[WHAT IS EXPECTED] Starting from the first line, set down the entire listing exactly.

[GIVEN DATA]
########################################
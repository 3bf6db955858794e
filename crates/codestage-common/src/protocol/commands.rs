//! Codestage Command Types
//!
//! A command is a single text line, optionally followed by a raw payload whose
//! length the line declares. Parsing happens in two steps because the payload
//! length must be known before the payload can be read off the stream:
//!
//! 1. [`CommandLine::parse`] decodes the line itself
//! 2. [`CommandLine::with_payload`] attaches the payload and yields a [`Command`]
//!
//! # Grammar
//!
//! ```text
//! PARSE <n>                          followed by n raw bytes
//! COMMIT
//! CALL <name> <capacity> [<json>]
//! DUMP
//! QUIT
//! ```
//!
//! Command words are case-insensitive and tokens are separated by runs of
//! spaces or tabs.

use serde_json::Value;

use super::error::{CodestageError, Result};

/// Name of a callable entry point inside a committed image.
pub type FunctionName = String;

/// Arguments of a CALL command.
///
/// # Example
///
/// ```
/// use codestage_common::protocol::CallRequest;
/// use serde_json::json;
///
/// let call = CallRequest::new("hello", 4096).with_args(json!({"n": 3}));
/// assert_eq!(call.capacity, 4096);
/// ```
#[derive(Debug, Clone, PartialEq)]
pub struct CallRequest {
    pub function: FunctionName,
    /// Maximum number of output bytes the caller will accept.
    pub capacity: usize,
    /// Optional JSON argument handed to the function.
    pub args: Option<Value>,
}

impl CallRequest {
    pub fn new(function: impl Into<FunctionName>, capacity: usize) -> Self {
        CallRequest {
            function: function.into(),
            capacity,
            args: None,
        }
    }

    pub fn with_args(mut self, args: Value) -> Self {
        self.args = Some(args);
        self
    }
}

/// A decoded command line, before any payload has been read.
#[derive(Debug, Clone, PartialEq)]
pub enum CommandLine {
    Parse { len: usize },
    Commit,
    Call(CallRequest),
    Dump,
    Quit,
}

impl CommandLine {
    /// Decodes a command line (without its `\n` terminator).
    ///
    /// # Errors
    ///
    /// - `UnknownCommand` if the command word is not recognised
    /// - `MalformedCommand` for an empty line, missing or extra operands, or
    ///   operands that do not parse
    pub fn parse(line: &str) -> Result<Self> {
        let (word, rest) = next_token(line)
            .ok_or_else(|| CodestageError::MalformedCommand("empty command line".into()))?;

        match word.to_ascii_lowercase().as_str() {
            "parse" => {
                let (len, rest) = next_token(rest).ok_or_else(|| {
                    CodestageError::MalformedCommand("PARSE requires a payload length".into())
                })?;
                expect_end(rest, "PARSE")?;
                Ok(CommandLine::Parse {
                    len: parse_number(len, "payload length")?,
                })
            }
            "commit" => {
                expect_end(rest, "COMMIT")?;
                Ok(CommandLine::Commit)
            }
            "call" => {
                let (function, rest) = next_token(rest).ok_or_else(|| {
                    CodestageError::MalformedCommand("CALL requires a function name".into())
                })?;
                let (capacity, rest) = next_token(rest).ok_or_else(|| {
                    CodestageError::MalformedCommand("CALL requires an output capacity".into())
                })?;

                let capacity = parse_number(capacity, "capacity")?;
                let args = rest.trim_matches(is_separator);
                let args = if args.is_empty() {
                    None
                } else {
                    Some(serde_json::from_str(args).map_err(|e| {
                        CodestageError::MalformedCommand(format!("CALL arguments are not valid JSON: {}", e))
                    })?)
                };

                Ok(CommandLine::Call(CallRequest {
                    function: function.to_string(),
                    capacity,
                    args,
                }))
            }
            "dump" => {
                expect_end(rest, "DUMP")?;
                Ok(CommandLine::Dump)
            }
            "quit" => {
                expect_end(rest, "QUIT")?;
                Ok(CommandLine::Quit)
            }
            _ => Err(CodestageError::UnknownCommand(word.to_string())),
        }
    }

    /// Number of raw bytes that follow this line on the wire.
    pub fn payload_len(&self) -> usize {
        match self {
            CommandLine::Parse { len } => *len,
            _ => 0,
        }
    }

    /// Completes the command with the payload read off the stream.
    ///
    /// The payload must be exactly [`payload_len`](Self::payload_len) bytes;
    /// the codec guarantees this before calling.
    pub fn with_payload(self, payload: Vec<u8>) -> Command {
        debug_assert_eq!(payload.len(), self.payload_len());
        match self {
            CommandLine::Parse { .. } => Command::Parse { source: payload },
            CommandLine::Commit => Command::Commit,
            CommandLine::Call(call) => Command::Call(call),
            CommandLine::Dump => Command::Dump,
            CommandLine::Quit => Command::Quit,
        }
    }
}

/// A complete command, payload included.
#[derive(Debug, Clone, PartialEq)]
pub enum Command {
    Parse { source: Vec<u8> },
    Commit,
    Call(CallRequest),
    Dump,
    Quit,
}

impl Command {
    /// Upper-case command word, as written on the wire.
    pub fn name(&self) -> &'static str {
        match self {
            Command::Parse { .. } => "PARSE",
            Command::Commit => "COMMIT",
            Command::Call(_) => "CALL",
            Command::Dump => "DUMP",
            Command::Quit => "QUIT",
        }
    }

    /// Encodes the command line and payload as they travel on the wire.
    pub fn encode(&self) -> Result<Vec<u8>> {
        let mut buf = match self {
            Command::Parse { source } => format!("PARSE {}\n", source.len()).into_bytes(),
            Command::Call(call) => {
                let mut line = format!("CALL {} {}", call.function, call.capacity);
                if let Some(args) = &call.args {
                    line.push(' ');
                    line.push_str(&serde_json::to_string(args)?);
                }
                line.push('\n');
                line.into_bytes()
            }
            other => format!("{}\n", other.name()).into_bytes(),
        };

        if let Command::Parse { source } = self {
            buf.extend_from_slice(source);
        }

        Ok(buf)
    }
}

fn is_separator(c: char) -> bool {
    c == ' ' || c == '\t'
}

/// Splits off the next separator-delimited token.
fn next_token(s: &str) -> Option<(&str, &str)> {
    let s = s.trim_start_matches(is_separator);
    if s.is_empty() {
        return None;
    }
    let end = s.find(is_separator).unwrap_or(s.len());
    Some((&s[..end], &s[end..]))
}

fn expect_end(rest: &str, command: &str) -> Result<()> {
    match next_token(rest) {
        None => Ok(()),
        Some((extra, _)) => Err(CodestageError::MalformedCommand(format!(
            "unexpected operand '{}' after {}",
            extra, command
        ))),
    }
}

fn parse_number(token: &str, what: &str) -> Result<usize> {
    token
        .parse::<usize>()
        .map_err(|_| CodestageError::MalformedCommand(format!("invalid {} '{}'", what, token)))
}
########################################
[EXERCISE ANSWER]
repository 3bf6db955858794e
filename crates/codestage-common/src/protocol/commands.rs
//! Codestage Command Types
//!
//! A command is a single text line, optionally followed by a raw payload whose
//! length the line declares. Parsing happens in two steps because the payload
//! length must be known before the payload can be read off the stream:
//!
//! 1. [`CommandLine::parse`] decodes the line itself
//! 2. [`CommandLine::with_payload`] attaches the payload and yields a [`Command`]
//!
//! # Grammar
//!
//! ```text
//! PARSE <n>                          followed by n raw bytes
//! COMMIT
//! CALL <name> <capacity> [<json>]
//! DUMP
//! QUIT
//! ```
//!
//! Command words are case-insensitive and tokens are separated by runs of
//! spaces or tabs.

use serde_json::Value;

use super::error::{CodestageError, Result};

/// Name of a callable entry point inside a committed image.
pub type FunctionName = String;

/// Arguments of a CALL command.
///
/// # Example
///
/// ```
/// use codestage_common::protocol::CallRequest;
/// use serde_json::json;
///
/// let call = CallRequest::new("hello", 4096).with_args(json!({"n": 3}));
/// assert_eq!(call.capacity, 4096);
/// ```
#[derive(Debug, Clone, PartialEq)]
pub struct CallRequest {
    pub function: FunctionName,
    /// Maximum number of output bytes the caller will accept.
    pub capacity: usize,
    /// Optional JSON argument handed to the function.
    pub args: Option<Value>,
}

impl CallRequest {
    pub fn new(function: impl Into<FunctionName>, capacity: usize) -> Self {
        CallRequest {
            function: function.into(),
            capacity,
            args: None,
        }
    }

    pub fn with_args(mut self, args: Value) -> Self {
        self.args = Some(args);
        self
    }
}

/// A decoded command line, before any payload has been read.
#[derive(Debug, Clone, PartialEq)]
pub enum CommandLine {
    Parse { len: usize },
    Commit,
    Call(CallRequest),
    Dump,
    Quit,
}

impl CommandLine {
    /// Decodes a command line (without its `\n` terminator).
    ///
    /// # Errors
    ///
    /// - `UnknownCommand` if the command word is not recognised
    /// - `MalformedCommand` for an empty line, missing or extra operands, or
    ///   operands that do not parse
    pub fn parse(line: &str) -> Result<Self> {
        let (word, rest) = next_token(line)
            .ok_or_else(|| CodestageError::MalformedCommand("empty command line".into()))?;

        match word.to_ascii_lowercase().as_str() {
            "parse" => {
                let (len, rest) = next_token(rest).ok_or_else(|| {
                    CodestageError::MalformedCommand("PARSE requires a payload length".into())
                })?;
                expect_end(rest, "PARSE")?;
                Ok(CommandLine::Parse {
                    len: parse_number(len, "payload length")?,
                })
            }
            "commit" => {
                expect_end(rest, "COMMIT")?;
                Ok(CommandLine::Commit)
            }
            "call" => {
                let (function, rest) = next_token(rest).ok_or_else(|| {
                    CodestageError::MalformedCommand("CALL requires a function name".into())
                })?;
                let (capacity, rest) = next_token(rest).ok_or_else(|| {
                    CodestageError::MalformedCommand("CALL requires an output capacity".into())
                })?;

                let capacity = parse_number(capacity, "capacity")?;
                let args = rest.trim_matches(is_separator);
                let args = if args.is_empty() {
                    None
                } else {
                    Some(serde_json::from_str(args).map_err(|e| {
                        CodestageError::MalformedCommand(format!("CALL arguments are not valid JSON: {}", e))
                    })?)
                };

                Ok(CommandLine::Call(CallRequest {
                    function: function.to_string(),
                    capacity,
                    args,
                }))
            }
            "dump" => {
                expect_end(rest, "DUMP")?;
                Ok(CommandLine::Dump)
            }
            "quit" => {
                expect_end(rest, "QUIT")?;
                Ok(CommandLine::Quit)
            }
            _ => Err(CodestageError::UnknownCommand(word.to_string())),
        }
    }

    /// Number of raw bytes that follow this line on the wire.
    pub fn payload_len(&self) -> usize {
        match self {
            CommandLine::Parse { len } => *len,
            _ => 0,
        }
    }

    /// Completes the command with the payload read off the stream.
    ///
    /// The payload must be exactly [`payload_len`](Self::payload_len) bytes;
    /// the codec guarantees this before calling.
    pub fn with_payload(self, payload: Vec<u8>) -> Command {
        debug_assert_eq!(payload.len(), self.payload_len());
        match self {
            CommandLine::Parse { .. } => Command::Parse { source: payload },
            CommandLine::Commit => Command::Commit,
            CommandLine::Call(call) => Command::Call(call),
            CommandLine::Dump => Command::Dump,
            CommandLine::Quit => Command::Quit,
        }
    }
}

/// A complete command, payload included.
#[derive(Debug, Clone, PartialEq)]
pub enum Command {
    Parse { source: Vec<u8> },
    Commit,
    Call(CallRequest),
    Dump,
    Quit,
}

impl Command {
    /// Upper-case command word, as written on the wire.
    pub fn name(&self) -> &'static str {
        match self {
            Command::Parse { .. } => "PARSE",
            Command::Commit => "COMMIT",
            Command::Call(_) => "CALL",
            Command::Dump => "DUMP",
            Command::Quit => "QUIT",
        }
    }

    /// Encodes the command line and payload as they travel on the wire.
    pub fn encode(&self) -> Result<Vec<u8>> {
        let mut buf = match self {
            Command::Parse { source } => format!("PARSE {}\n", source.len()).into_bytes(),
            Command::Call(call) => {
                let mut line = format!("CALL {} {}", call.function, call.capacity);
                if let Some(args) = &call.args {
                    line.push(' ');
                    line.push_str(&serde_json::to_string(args)?);
                }
                line.push('\n');
                line.into_bytes()
            }
            other => format!("{}\n", other.name()).into_bytes(),
        };

        if let Command::Parse { source } = self {
            buf.extend_from_slice(source);
        }

        Ok(buf)
    }
}

fn is_separator(c: char) -> bool {
    c == ' ' || c == '\t'
}

/// Splits off the next separator-delimited token.
fn next_token(s: &str) -> Option<(&str, &str)> {
    let s = s.trim_start_matches(is_separator);
    if s.is_empty() {
        return None;
    }
    let end = s.find(is_separator).unwrap_or(s.len());
    Some((&s[..end], &s[end..]))
}

fn expect_end(rest: &str, command: &str) -> Result<()> {
    match next_token(rest) {
        None => Ok(()),
        Some((extra, _)) => Err(CodestageError::MalformedCommand(format!(
            "unexpected operand '{}' after {}",
            extra, command
        ))),
    }
}

fn parse_number(token: &str, what: &str) -> Result<usize> {
    token
        .parse::<usize>()
        .map_err(|_| CodestageError::MalformedCommand(format!("invalid {} '{}'", what, token)))
}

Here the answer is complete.